**What is needed:** Entries must be copied exactly, with nothing left out.

**Saved entries:**
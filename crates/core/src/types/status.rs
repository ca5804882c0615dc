//! Status enums for orders and payments.
//!
//! The order lifecycle is owned by the backend; clients only render it.
//! Unknown values deserialize into `Other` so a new backend status never
//! breaks cart or checkout code.

use serde::{Deserialize, Serialize};

/// Order status as reported by the order service.
#[derive(Debug, Clone, PartialEq, Eq, Hash, Serialize, Deserialize, Default)]
#[serde(rename_all = "SCREAMING_SNAKE_CASE")]
pub enum OrderStatus {
    #[default]
    Pending,
    Confirmed,
    Preparing,
    OutForDelivery,
    Delivered,
    Cancelled,
    #[serde(untagged)]
    Other(String),
}

impl OrderStatus {
    /// Whether the order has reached a final state.
    #[must_use]
    pub const fn is_terminal(&self) -> bool {
        matches!(self, Self::Delivered | Self::Cancelled)
    }
}

/// Payment method accepted at checkout.
#[derive(Debug, Clone, Copy, PartialEq, Eq, Hash, Serialize, Deserialize, Default)]
#[serde(rename_all = "SCREAMING_SNAKE_CASE")]
pub enum PaymentMethod {
    #[default]
    CreditCard,
    Paypal,
    CashOnDelivery,
}

impl PaymentMethod {
    /// Wire name of the payment method.
    #[must_use]
    pub const fn as_str(&self) -> &'static str {
        match self {
            Self::CreditCard => "CREDIT_CARD",
            Self::Paypal => "PAYPAL",
            Self::CashOnDelivery => "CASH_ON_DELIVERY",
        }
    }
}

impl std::str::FromStr for PaymentMethod {
    type Err = String;

    fn from_str(s: &str) -> Result<Self, Self::Err> {
        match s.to_ascii_uppercase().replace('-', "_").as_str() {
            "CREDIT_CARD" | "CARD" => Ok(Self::CreditCard),
            "PAYPAL" => Ok(Self::Paypal),
            "CASH_ON_DELIVERY" | "CASH" => Ok(Self::CashOnDelivery),
            other => Err(format!("unknown payment method: {other}")),
        }
    }
}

**Task result:**
filename crates/core/src/types/status.rs
repository ca5804882c0615dc
//! Status enums for orders and payments.
//!
//! The order lifecycle is owned by the backend; clients only render it.
//! Unknown values deserialize into `Other` so a new backend status never
//! breaks cart or checkout code.

use serde::{Deserialize, Serialize};

/// Order status as reported by the order service.
#[derive(Debug, Clone, PartialEq, Eq, Hash, Serialize, Deserialize, Default)]
#[serde(rename_all = "SCREAMING_SNAKE_CASE")]
pub enum OrderStatus {
    #[default]
    Pending,
    Confirmed,
    Preparing,
    OutForDelivery,
    Delivered,
    Cancelled,
    #[serde(untagged)]
    Other(String),
}

impl OrderStatus {
    /// Whether the order has reached a final state.
    #[must_use]
    pub const fn is_terminal(&self) -> bool {
        matches!(self, Self::Delivered | Self::Cancelled)
    }
}

/// Payment method accepted at checkout.
#[derive(Debug, Clone, Copy, PartialEq, Eq, Hash, Serialize, Deserialize, Default)]
#[serde(rename_all = "SCREAMING_SNAKE_CASE")]
pub enum PaymentMethod {
    #[default]
    CreditCard,
    Paypal,
    CashOnDelivery,
}

impl PaymentMethod {
    /// Wire name of the payment method.
    #[must_use]
    pub const fn as_str(&self) -> &'static str {
        match self {
            Self::CreditCard => "CREDIT_CARD",
            Self::Paypal => "PAYPAL",
            Self::CashOnDelivery => "CASH_ON_DELIVERY",
        }
    }
}

impl std::str::FromStr for PaymentMethod {
    type Err = String;

    fn from_str(s: &str) -> Result<Self, Self::Err> {
        match s.to_ascii_uppercase().replace('-', "_").as_str() {
            "CREDIT_CARD" | "CARD" => Ok(Self::CreditCard),
            "PAYPAL" => Ok(Self::Paypal),
            "CASH_ON_DELIVERY" | "CASH" => Ok(Self::CashOnDelivery),
            other => Err(format!("unknown payment method: {other}")),
        }
    }
}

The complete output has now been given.